Since the nineteenth century, suggestions have been made that Timon is the work of two writers, and it has been argued that the play's unusual features are the result of the play's being co-authored by playwrights with very different mentalities; the most popular candidate, Thomas Middleton, was first suggested in 1920. A 1917 study by John Mackinnon Robertson posited that George Chapman wrote "A Lover's Complaint" and was the originator of Timon of Athens. These claims were rejected by other commentators, including Bertolt Brecht, Frank Harris, and Rolf Soellner, who claimed that the play was a theatrical experiment. They argued that if one playwright revised another's play it would have been "fixed" to the standards of Jacobean theatre, which is clearly not the case. Soellner believed the play is unusual because it was written to be performed at the Inns of Court, where it would have found a niche audience with young lawyers.

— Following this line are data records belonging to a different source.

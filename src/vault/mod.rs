// src/vault/mod.rs
//
// Asset custodian and share ledger of a single fund. Every mutation is gated
// to the vault's current accessor (its comptroller).

use crate::errors::{FundError, Result};
use crate::events::{Event, EventLog};
use crate::math;
use crate::models::{Address, U256};
use crate::simulation::TokenLedger;
use log::debug;
use std::collections::BTreeMap;

/// A fund's vault: custodies assets in the token ledger and owns the share ledger.
#[derive(Debug, Clone)]
pub struct Vault {
    address: Address,
    owner: Address,
    name: String,
    /// The only principal allowed to mutate the vault.
    accessor: Address,
    /// The principal allowed to swap the accessor (the fund deployer).
    migrator: Address,
    shares: BTreeMap<Address, U256>,
    total_supply: U256,
    /// Ordered, de-duplicated.
    tracked_assets: Vec<Address>,
}

impl Vault {
    pub fn new(
        address: Address,
        owner: Address,
        name: impl Into<String>,
        accessor: Address,
        migrator: Address,
    ) -> Self {
        Self {
            address,
            owner,
            name: name.into(),
            accessor,
            migrator,
            shares: BTreeMap::new(),
            total_supply: U256::ZERO,
            tracked_assets: Vec::new(),
        }
    }

    pub fn address(&self) -> Address {
        self.address
    }

    pub fn owner(&self) -> Address {
        self.owner
    }

    pub fn name(&self) -> &str {
        &self.name
    }

    pub fn accessor(&self) -> Address {
        self.accessor
    }

    pub fn total_supply(&self) -> U256 {
        self.total_supply
    }

    pub fn balance_of(&self, holder: Address) -> U256 {
        self.shares.get(&holder).copied().unwrap_or(U256::ZERO)
    }

    /// Every holder with a non-zero share balance.
    pub fn holders(&self) -> impl Iterator<Item = (&Address, &U256)> {
        self.shares.iter()
    }

    pub fn tracked_assets(&self) -> &[Address] {
        &self.tracked_assets
    }

    pub fn is_tracked_asset(&self, asset: Address) -> bool {
        self.tracked_assets.contains(&asset)
    }

    /// Balance of `asset` custodied by this vault.
    pub fn asset_balance(&self, ledger: &TokenLedger, asset: Address) -> U256 {
        ledger.balance_of(asset, self.address)
    }

    /// `total_supply == Σ balances`.
    pub fn shares_supply_consistent(&self) -> bool {
        let sum = self
            .shares
            .values()
            .try_fold(U256::ZERO, |acc, b| acc.checked_add(*b));
        sum == Some(self.total_supply)
    }

    // =========================================================================
    // Accessor management
    // =========================================================================

    /// Hands mutation rights to a new accessor. Only the migrator may call this.
    pub fn set_accessor(&mut self, caller: Address, next: Address, events: &mut EventLog) -> Result<()> {
        if caller != self.migrator {
            return Err(FundError::Unauthorized {
                role: "FundDeployer",
            });
        }
        if next.is_zero() {
            return Err(FundError::invalid("setAccessor: Empty accessor"));
        }
        let prev = self.accessor;
        self.accessor = next;
        events.emit(Event::AccessorSet {
            vault: self.address,
            prev_accessor: prev,
            next_accessor: next,
        });
        Ok(())
    }

    fn assert_accessor(&self, caller: Address) -> Result<()> {
        if caller != self.accessor {
            return Err(FundError::NotAccessor);
        }
        Ok(())
    }

    // =========================================================================
    // Shares
    // =========================================================================

    pub fn mint_shares(&mut self, caller: Address, to: Address, amount: U256) -> Result<()> {
        self.assert_accessor(caller)?;
        if to.is_zero() {
            return Err(FundError::invalid("mintShares: Mint to the zero address"));
        }
        self.total_supply = math::add(self.total_supply, amount, "mintShares")?;
        let balance = self.balance_of(to);
        self.set_share_balance(to, balance + amount);
        debug!("[vault {}] Minted {} shares to {}", self.address, amount, to);
        Ok(())
    }

    pub fn burn_shares(&mut self, caller: Address, from: Address, amount: U256) -> Result<()> {
        self.assert_accessor(caller)?;
        let balance = self.balance_of(from);
        if balance < amount {
            return Err(FundError::InsufficientBalance {
                what: "shares",
                available: balance,
                required: amount,
            });
        }
        self.set_share_balance(from, balance - amount);
        self.total_supply -= amount;
        debug!("[vault {}] Burned {} shares from {}", self.address, amount, from);
        Ok(())
    }

    pub fn transfer_shares(
        &mut self,
        caller: Address,
        from: Address,
        to: Address,
        amount: U256,
    ) -> Result<()> {
        self.assert_accessor(caller)?;
        if to.is_zero() {
            return Err(FundError::invalid("transferShares: Transfer to the zero address"));
        }
        let from_balance = self.balance_of(from);
        if from_balance < amount {
            return Err(FundError::InsufficientBalance {
                what: "shares",
                available: from_balance,
                required: amount,
            });
        }
        self.set_share_balance(from, from_balance - amount);
        let to_balance = self.balance_of(to);
        self.set_share_balance(to, to_balance + amount);
        Ok(())
    }

    fn set_share_balance(&mut self, holder: Address, amount: U256) {
        if amount.is_zero() {
            self.shares.remove(&holder);
        } else {
            self.shares.insert(holder, amount);
        }
    }

    // =========================================================================
    // Assets
    // =========================================================================

    /// Adds an asset to the tracked set. Already-tracked assets are left as is.
    pub fn add_tracked_asset(&mut self, caller: Address, asset: Address, events: &mut EventLog) -> Result<()> {
        self.assert_accessor(caller)?;
        if asset.is_zero() {
            return Err(FundError::invalid("addTrackedAsset: Empty asset"));
        }
        if !self.is_tracked_asset(asset) {
            self.tracked_assets.push(asset);
            events.emit(Event::TrackedAssetAdded {
                vault: self.address,
                asset,
            });
        }
        Ok(())
    }

    /// Removes an asset from the tracked set, preserving the order of the rest.
    pub fn remove_tracked_asset(
        &mut self,
        caller: Address,
        asset: Address,
        events: &mut EventLog,
    ) -> Result<()> {
        self.assert_accessor(caller)?;
        if let Some(idx) = self.tracked_assets.iter().position(|a| *a == asset) {
            self.tracked_assets.remove(idx);
            events.emit(Event::TrackedAssetRemoved {
                vault: self.address,
                asset,
            });
        }
        Ok(())
    }

    pub fn withdraw_asset_to(
        &mut self,
        caller: Address,
        ledger: &mut TokenLedger,
        asset: Address,
        to: Address,
        amount: U256,
    ) -> Result<()> {
        self.assert_accessor(caller)?;
        ledger.transfer(asset, self.address, to, amount)
    }

    pub fn approve_asset_spender(
        &mut self,
        caller: Address,
        ledger: &mut TokenLedger,
        asset: Address,
        spender: Address,
        amount: U256,
    ) -> Result<()> {
        self.assert_accessor(caller)?;
        ledger.approve(asset, self.address, spender, amount)
    }
}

In the past three decades, several linguistic analyses of the text have all discovered apparent confirmation of the theory that Middleton wrote much of the play. It contains numerous words, phrases and punctuation choices that are common in the work of Middleton and rare in Shakespeare. These linguistic markers cluster in certain scenes, apparently indicating that the play is a collaboration between Middleton and Shakespeare, not a revision of one's work by the other. The evidence suggests that Middleton wrote around one third of the play, mostly the central scenes. The editor of the Oxford edition, John Jowett, states that Middleton,

wrote the banquet scene (Sc. 2), the central scenes with Timon's creditors and Alcibiades' confrontation with the senate, and most of the episodes figuring the Steward. The play's abrasively harsh humour and its depiction of social relationships that involve a denial of personal relationships are Middletonian traits

Jowett stresses that Middleton's presence does not mean the play should be disregarded, stating "Timon of Athens is all the more interesting because the text articulates a dialogue between two dramatists of a very different temper."